In several cases, PFS projects have introduced new services and in others they have combined services. Projects also can allow for flexibility in program design and delivery that standard government projects for social services don’t usually allow.
After three years of service delivery, the NYC ABLE Project for Incarcerated Youth announced in July that the evaluation of the first cohort of youth served at Rikers Island jail showed no difference from historical data in terms of recidivism rates over the two-year period following enrollment in the program. No success payments were made to Goldman Sachs, the sole investor, which triggered the use of a 75 percent guarantee by Bloomberg Philanthropies, the guarantor. Goldman Sachs decided not to continue funding a fourth year of services, an option included in the contract, and the project was ended.
In October, the first set of interim results from the Utah High Quality Preschool Program showed that all but one student among those evaluated as likely to require special education services upon entering preschool actually required the services. In that case, the investor – again Goldman Sachs – received an interim payment based on the avoided cost per student.

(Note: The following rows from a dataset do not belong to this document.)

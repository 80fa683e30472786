//! Executor: turns fresh detector signals into positions, one position per
//! signal, with an entry fill.
//!
//! The venue seam is the `SignalExecutor` trait. The paper executor records
//! risk-free stubs; the live variant here is still a stub that records
//! intent. A real live implementation must fetch the market price, size the
//! order, submit the trade, wait for confirmation, and only then return an
//! `EntryPlan` carrying the actual price, size, and chain reference — a
//! position must never exist before its entry is confirmed on-chain.

use crate::config::AppConfig;
use crate::store::positions::NewPosition;
use crate::store::signals::SignalRow;
use crate::{db, store, supervisor, BoxError};
use async_trait::async_trait;
use rusqlite::Connection;
use serde_json::json;
use std::sync::Arc;
use tokio::sync::watch;
use uuid::Uuid;

#[derive(Debug, Clone, Copy, PartialEq, Eq)]
pub enum ExecMode {
    Paper,
    Live,
    None,
}

impl ExecMode {
    pub fn parse(s: &str) -> Option<Self> {
        match s {
            "paper" => Some(ExecMode::Paper),
            "live" => Some(ExecMode::Live),
            "none" => Some(ExecMode::None),
            _ => None,
        }
    }
}

/// Everything needed to record a position and its entry fill.
#[derive(Debug, Clone)]
pub struct EntryPlan {
    pub token: String,
    pub size: f64,
    pub entry_px: f64,
    pub slippage_bps: i64,
    pub tx: Option<String>,
}

#[async_trait]
pub trait SignalExecutor: Send + Sync {
    /// Tag recorded into position meta (`paper`, `live_stub`, ...).
    fn mode(&self) -> &'static str;

    /// Produce the entry for one signal. Implementations that talk to a
    /// venue do their full submit-and-confirm cycle here and fail the plan
    /// when the trade does not confirm.
    async fn plan_entry(&self, signal: &SignalRow) -> Result<EntryPlan, BoxError>;
}

/// Paper trading: zero size, stub price, no venue interaction.
pub struct PaperExecutor;

#[async_trait]
impl SignalExecutor for PaperExecutor {
    fn mode(&self) -> &'static str {
        "paper"
    }

    async fn plan_entry(&self, _signal: &SignalRow) -> Result<EntryPlan, BoxError> {
        Ok(EntryPlan {
            token: "SOL".to_string(),
            size: 0.0,
            entry_px: 1.0,
            slippage_bps: 0,
            tx: None,
        })
    }
}

/// Live skeleton: records intent with placeholder sizing until a venue
/// integration replaces it.
pub struct LiveStubExecutor;

#[async_trait]
impl SignalExecutor for LiveStubExecutor {
    fn mode(&self) -> &'static str {
        "live_stub"
    }

    async fn plan_entry(&self, _signal: &SignalRow) -> Result<EntryPlan, BoxError> {
        Ok(EntryPlan {
            token: "SOL".to_string(),
            size: 0.01,
            entry_px: 1.0,
            slippage_bps: 50,
            tx: None,
        })
    }
}

/// One executor tick: open positions for recent signals that have none yet.
pub async fn poll_once(
    conn: &mut Connection,
    executor: &dyn SignalExecutor,
    window_min: i64,
    batch: i64,
    now: i64,
) -> Result<usize, BoxError> {
    let signals = store::signals::recent(conn, now, window_min, batch)?;
    let mut opened = 0;

    for signal in signals {
        let signal_id = signal.id.to_string();
        if store::positions::exists_for_signal(conn, &signal_id)? {
            continue;
        }

        let plan = match executor.plan_entry(&signal).await {
            Ok(plan) => plan,
            Err(e) => {
                log::warn!("executor: entry failed for signal {}: {}", signal_id, e);
                continue;
            }
        };

        let position_id = Uuid::new_v4().to_string();
        let meta = json!({
            "signal_id": signal_id,
            "source": "detector_signal",
            "mode": executor.mode(),
        });
        store::positions::open_with_entry_fill(
            conn,
            &NewPosition {
                id: position_id.clone(),
                opened_at: now,
                pool: signal.pool.clone(),
                token: plan.token,
                size: plan.size,
                entry_px: plan.entry_px,
                slippage_bps: plan.slippage_bps,
                signal_type: signal.signal_type.clone(),
                reason: signal.reason.clone(),
                meta: meta.to_string(),
                entry_tx: plan.tx,
            },
        )?;
        opened += 1;
        log::info!(
            "executor: opened {} position {} on pool {} (signal {})",
            executor.mode(),
            position_id,
            signal.pool,
            signal_id
        );
    }

    Ok(opened)
}

pub async fn run(
    cfg: Arc<AppConfig>,
    executor: Arc<dyn SignalExecutor>,
    mut shutdown: watch::Receiver<bool>,
) -> Result<(), BoxError> {
    let mut conn = db::open(&cfg.db_path)?;
    let exec_cfg = cfg.executor.clone();
    log::info!(
        "executor[{}]: starting (poll {:.1}s, window {}m, batch {})",
        executor.mode(),
        exec_cfg.poll_sec,
        exec_cfg.window_min,
        exec_cfg.batch
    );

    loop {
        if *shutdown.borrow() {
            return Ok(());
        }

        match poll_once(
            &mut conn,
            executor.as_ref(),
            exec_cfg.window_min,
            exec_cfg.batch,
            db::now_ts(),
        )
        .await
        {
            Ok(opened) if opened > 0 => {
                log::info!("executor[{}]: opened {} positions this tick", executor.mode(), opened)
            }
            Ok(_) => {}
            Err(e) => log::error!("executor[{}]: tick error: {}", executor.mode(), e),
        }

        if supervisor::idle(&mut shutdown, exec_cfg.poll_sec).await {
            return Ok(());
        }
    }
}

#[cfg(test)]
mod tests {
    use super::*;
    use tempfile::NamedTempFile;

    fn test_conn() -> (NamedTempFile, Connection) {
        let temp = NamedTempFile::new().unwrap();
        let conn = crate::db::open_and_migrate(temp.path().to_str().unwrap()).unwrap();
        (temp, conn)
    }

    fn seed_signal(conn: &Connection, pool: &str, created_at: i64) -> i64 {
        conn.execute(
            "INSERT INTO detector_signal (pool, signal_type, reason, feature_snapshot, created_at)
             VALUES (?1, 'long', 'SCF5:test', '{}', ?2)",
            rusqlite::params![pool, created_at],
        )
        .unwrap();
        conn.last_insert_rowid()
    }

    #[tokio::test]
    async fn test_paper_entry_is_risk_free() {
        let (_temp, mut conn) = test_conn();
        let now = 1_700_000_000;
        let signal_id = seed_signal(&conn, "AAA", now - 30);

        let opened = poll_once(&mut conn, &PaperExecutor, 10, 200, now).await.unwrap();
        assert_eq!(opened, 1);

        let (state, size, entry_px, mode, meta_signal): (String, f64, f64, String, String) = conn
            .query_row(
                "SELECT state, size, entry_px,
                        json_extract(meta, '$.mode'), json_extract(meta, '$.signal_id')
                 FROM position",
                [],
                |r| Ok((r.get(0)?, r.get(1)?, r.get(2)?, r.get(3)?, r.get(4)?)),
            )
            .unwrap();
        assert_eq!(state, "OPEN");
        assert_eq!(size, 0.0);
        assert_eq!(entry_px, 1.0);
        assert_eq!(mode, "paper");
        assert_eq!(meta_signal, signal_id.to_string());

        let (side, px, qty): (String, f64, f64) = conn
            .query_row("SELECT side, px, qty FROM fill", [], |r| {
                Ok((r.get(0)?, r.get(1)?, r.get(2)?))
            })
            .unwrap();
        assert_eq!(side, "entry");
        assert_eq!(px, 1.0);
        assert_eq!(qty, 0.0);
    }

    #[tokio::test]
    async fn test_one_position_per_signal() {
        let (_temp, mut conn) = test_conn();
        let now = 1_700_000_000;
        seed_signal(&conn, "AAA", now - 30);

        assert_eq!(poll_once(&mut conn, &PaperExecutor, 10, 200, now).await.unwrap(), 1);
        // Re-polling the same window opens nothing new
        assert_eq!(poll_once(&mut conn, &PaperExecutor, 10, 200, now).await.unwrap(), 0);
        assert_eq!(
            poll_once(&mut conn, &PaperExecutor, 10, 200, now + 5).await.unwrap(),
            0
        );

        let count: i64 = conn
            .query_row("SELECT COUNT(*) FROM position", [], |r| r.get(0))
            .unwrap();
        assert_eq!(count, 1);
    }

    #[tokio::test]
    async fn test_window_excludes_stale_signals() {
        let (_temp, mut conn) = test_conn();
        let now = 1_700_000_000;
        seed_signal(&conn, "OLD", now - 3600);
        seed_signal(&conn, "NEW", now - 60);

        assert_eq!(poll_once(&mut conn, &PaperExecutor, 10, 200, now).await.unwrap(), 1);
        let pool: String = conn
            .query_row("SELECT pool FROM position", [], |r| r.get(0))
            .unwrap();
        assert_eq!(pool, "NEW");
    }

    #[tokio::test]
    async fn test_live_stub_sizing() {
        let (_temp, mut conn) = test_conn();
        let now = 1_700_000_000;
        seed_signal(&conn, "AAA", now - 30);

        poll_once(&mut conn, &LiveStubExecutor, 10, 200, now).await.unwrap();

        let (size, slippage, mode, tx): (f64, i64, String, Option<String>) = conn
            .query_row(
                "SELECT p.size, p.slippage_bps, json_extract(p.meta, '$.mode'), f.tx
                 FROM position p JOIN fill f ON f.pos_id = p.id",
                [],
                |r| Ok((r.get(0)?, r.get(1)?, r.get(2)?, r.get(3)?)),
            )
            .unwrap();
        assert_eq!(size, 0.01);
        assert_eq!(slippage, 50);
        assert_eq!(mode, "live_stub");
        assert!(tx.is_none());
    }

    #[test]
    fn test_mode_parsing() {
        assert_eq!(ExecMode::parse("paper"), Some(ExecMode::Paper));
        assert_eq!(ExecMode::parse("live"), Some(ExecMode::Live));
        assert_eq!(ExecMode::parse("none"), Some(ExecMode::None));
        assert_eq!(ExecMode::parse("bogus"), None);
    }
}
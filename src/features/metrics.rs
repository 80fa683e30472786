//! Rolling microstructure metrics, as pure functions over swap samples.

/// Mean absolute price-to-price step over the series, as a percentage of
/// the mean price. Needs at least 3 prices and a positive mean.
pub fn atr_pct(prices: &[f64]) -> Option<f64> {
    if prices.len() < 3 {
        return None;
    }
    let mean_price = prices.iter().sum::<f64>() / prices.len() as f64;
    if mean_price <= 0.0 {
        return None;
    }
    let mean_step = prices
        .windows(2)
        .map(|w| (w[1] - w[0]).abs())
        .sum::<f64>()
        / (prices.len() - 1) as f64;
    Some(mean_step / mean_price * 100.0)
}

/// Volatility-compression ratio: short-window ATR% over long-window ATR%.
pub fn vc_ratio(atr_short: Option<f64>, atr_long: Option<f64>) -> Option<f64> {
    match (atr_short, atr_long) {
        (Some(short), Some(long)) if long > 0.0 => Some(short / long),
        _ => None,
    }
}

/// Slope of the cumulative signed base-volume series over its last five
/// observations: (cvd[last] - cvd[max(0, last-5)]) / 5.
pub fn cvd_slope(signed_volumes: &[f64]) -> Option<f64> {
    if signed_volumes.is_empty() {
        return None;
    }
    let mut cvd = Vec::with_capacity(signed_volumes.len());
    let mut running = 0.0;
    for v in signed_volumes {
        running += v;
        cvd.push(running);
    }
    let last = cvd.len() - 1;
    let start = last.saturating_sub(5);
    Some((cvd[last] - cvd[start]) / 5.0)
}
//! `detector_signal` and the detector heartbeat.

use rusqlite::{params, Connection};

#[derive(Debug, Clone)]
pub struct SignalRow {
    pub id: i64,
    pub pool: String,
    pub signal_type: String,
    pub reason: Option<String>,
}

/// Guarded append: nothing is written if the same (pool, signal_type) was
/// emitted within the dedup window. One statement, so the check and the
/// insert cannot interleave with another emitter.
pub fn insert_deduped(
    conn: &Connection,
    pool: &str,
    signal_type: &str,
    reason: &str,
    feature_snapshot: &str,
    now: i64,
    dedup_sec: i64,
) -> Result<bool, rusqlite::Error> {
    let inserted = conn.execute(
        "INSERT INTO detector_signal (pool, signal_type, reason, feature_snapshot, created_at)
         SELECT ?1, ?2, ?3, ?4, ?5
         WHERE NOT EXISTS (
             SELECT 1 FROM detector_signal
             WHERE pool = ?1 AND signal_type = ?2 AND created_at >= ?6
         )",
        params![pool, signal_type, reason, feature_snapshot, now, now - dedup_sec],
    )?;
    Ok(inserted > 0)
}

/// Signals created in the last `window_min` minutes, oldest first.
pub fn recent(
    conn: &Connection,
    now: i64,
    window_min: i64,
    batch: i64,
) -> Result<Vec<SignalRow>, rusqlite::Error> {
    let mut stmt = conn.prepare(
        "SELECT id, pool, signal_type, reason FROM detector_signal
         WHERE created_at > ?1
         ORDER BY created_at ASC
         LIMIT ?2",
    )?;
    let rows = stmt.query_map(params![now - window_min * 60, batch], |row| {
        Ok(SignalRow {
            id: row.get(0)?,
            pool: row.get(1)?,
            signal_type: row.get(2)?,
            reason: row.get(3)?,
        })
    })?;
    rows.collect()
}

pub fn touch_cursor(conn: &Connection, now: i64) -> Result<(), rusqlite::Error> {
    conn.execute(
        "INSERT INTO detector_cursor (id, last_seen) VALUES (1, ?1)
         ON CONFLICT(id) DO UPDATE SET last_seen = excluded.last_seen",
        params![now],
    )?;
    Ok(())
}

During the past five years, NFF has conducted more than 200 PFS trainings, presentations, webinars, workshops, and convenings across the country for service providers, governments, and investors.
The New York City-based fund also manages the Pay for Success Learning Hub (www.payforsuccess.org), a repository for education and information on Pay for Success. NFF’s work on the report was made possible with support of the Corporation for National and Community Service’s Social Innovation Fund (SIF).